We make quite a bit of sorbitol for food, cosmetics, and technical uses, but injection grade is different on several fronts. Sorbitol for injection demands an approach where quality control isn’t about ticking boxes. There’s nothing hypothetical about these requirements. We operate GMP cleanrooms, constantly audit our purification chain, and dedicate special lines for injection-grade production. It starts with the feedstock—real purity doesn’t come from simple recrystallization. We screen incoming glucose feeds, run multi-stage catalytic hydrogenation, and remove even minor aldehydes or impurities that aren’t relevant elsewhere. For other industries, a trace amount of such byproduct would be lost in the process. Here, it’s unacceptable.
Injectable sorbitol comes as a clear, colorless solution, free from pyrogens and other biological contaminants. Every batch must reach a level of sterility far beyond anything we do in food processing. We shoot for extremely low endotoxin content—doctors expect under 0.25 IU/ml. There are strict limits for heavy metals and other residues; even micrograms per liter can trigger rejection. We verify our final product with gas chromatography and HPLC, not just basic wet chemistry. Osmolarity counts: repeatable and known, not just “in spec.” If a hospital pharmacist grabs Sorbitol Injection Grade, they can’t afford unknowns, not even on a theoretical level. It's why we label every unit with the batch’s actual analysis, and doctors often ask for the full release certificate before they’ll even consider opening a drum or ampoule.
There’s no substitute for real production experience when offering sorbitol for injection. Paper specs don’t give the whole story. For instance, we constantly battle invisible contaminants—tiny particles, bacterial fragments, or trace preservatives that might enter the line from the air, seals, or cleaning agents. Food-grade processors might reuse lines, but not us. We drain, flush, and check for biofilm. Over time, we’ve learned how suppliers’ variances translate into headaches on the QC bench. Even water quality can turn sterile solution into a recall risk.

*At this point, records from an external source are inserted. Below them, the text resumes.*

use crate::model::category::search_token;
use crate::model::CardId;
use serde::Serialize;

/// Filters for a catalog search
///
/// At least one field should be set; enforcing that is the caller's job
/// (see [`SearchQuery::is_empty`]).
#[derive(Debug, Clone, Default, PartialEq, Eq, Serialize)]
#[serde(rename_all = "camelCase")]
pub struct SearchQuery {
    /// Substring of the card name
    pub name: Option<String>,
    /// Exact card id
    pub card_id: Option<CardId>,
    /// Category name, either a known label or free text passed through as-is
    pub category: Option<String>,
}

impl SearchQuery {
    pub fn by_name(name: impl Into<String>) -> Self {
        Self {
            name: Some(name.into()),
            ..Self::default()
        }
    }

    /// Returns true if no filter is set
    pub fn is_empty(&self) -> bool {
        self.name.as_deref().map_or(true, |n| n.trim().is_empty())
            && self.card_id.is_none()
            && self.category.as_deref().map_or(true, |c| c.trim().is_empty())
    }

    /// The category as the site's search form expects it
    pub fn category_token(&self) -> Option<String> {
        self.category
            .as_deref()
            .map(str::trim)
            .filter(|c| !c.is_empty())
            .map(|c| search_token(c).to_string())
    }
}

We’ve invested in closed-loop water-for-injection systems and run separate tanks for pharma grades. Simple things like valve selection—going with stainless and sanitary flanges—stop odd leachates that might not show in a standard metal scan but disrupt a cell culture test downstream.
People sometimes think purity means just hitting a target number. In our shop, the real test comes from statistical consistency—measured week after week. We run trend analyses and track micro-shifts in carbohydrate profiles or trace element loads. There’s a feedback cycle with hospitals and contract service partners. If we see an uptick in a given impurity or shift in pH drift, we diagnose early rather than wait for a flagged test from a regulatory inspector. This is not paperwork, it’s about trust. One poorly managed spike can upend patient confidence in a supply chain overnight. People call it E-E-A-T; we call it showing up every day.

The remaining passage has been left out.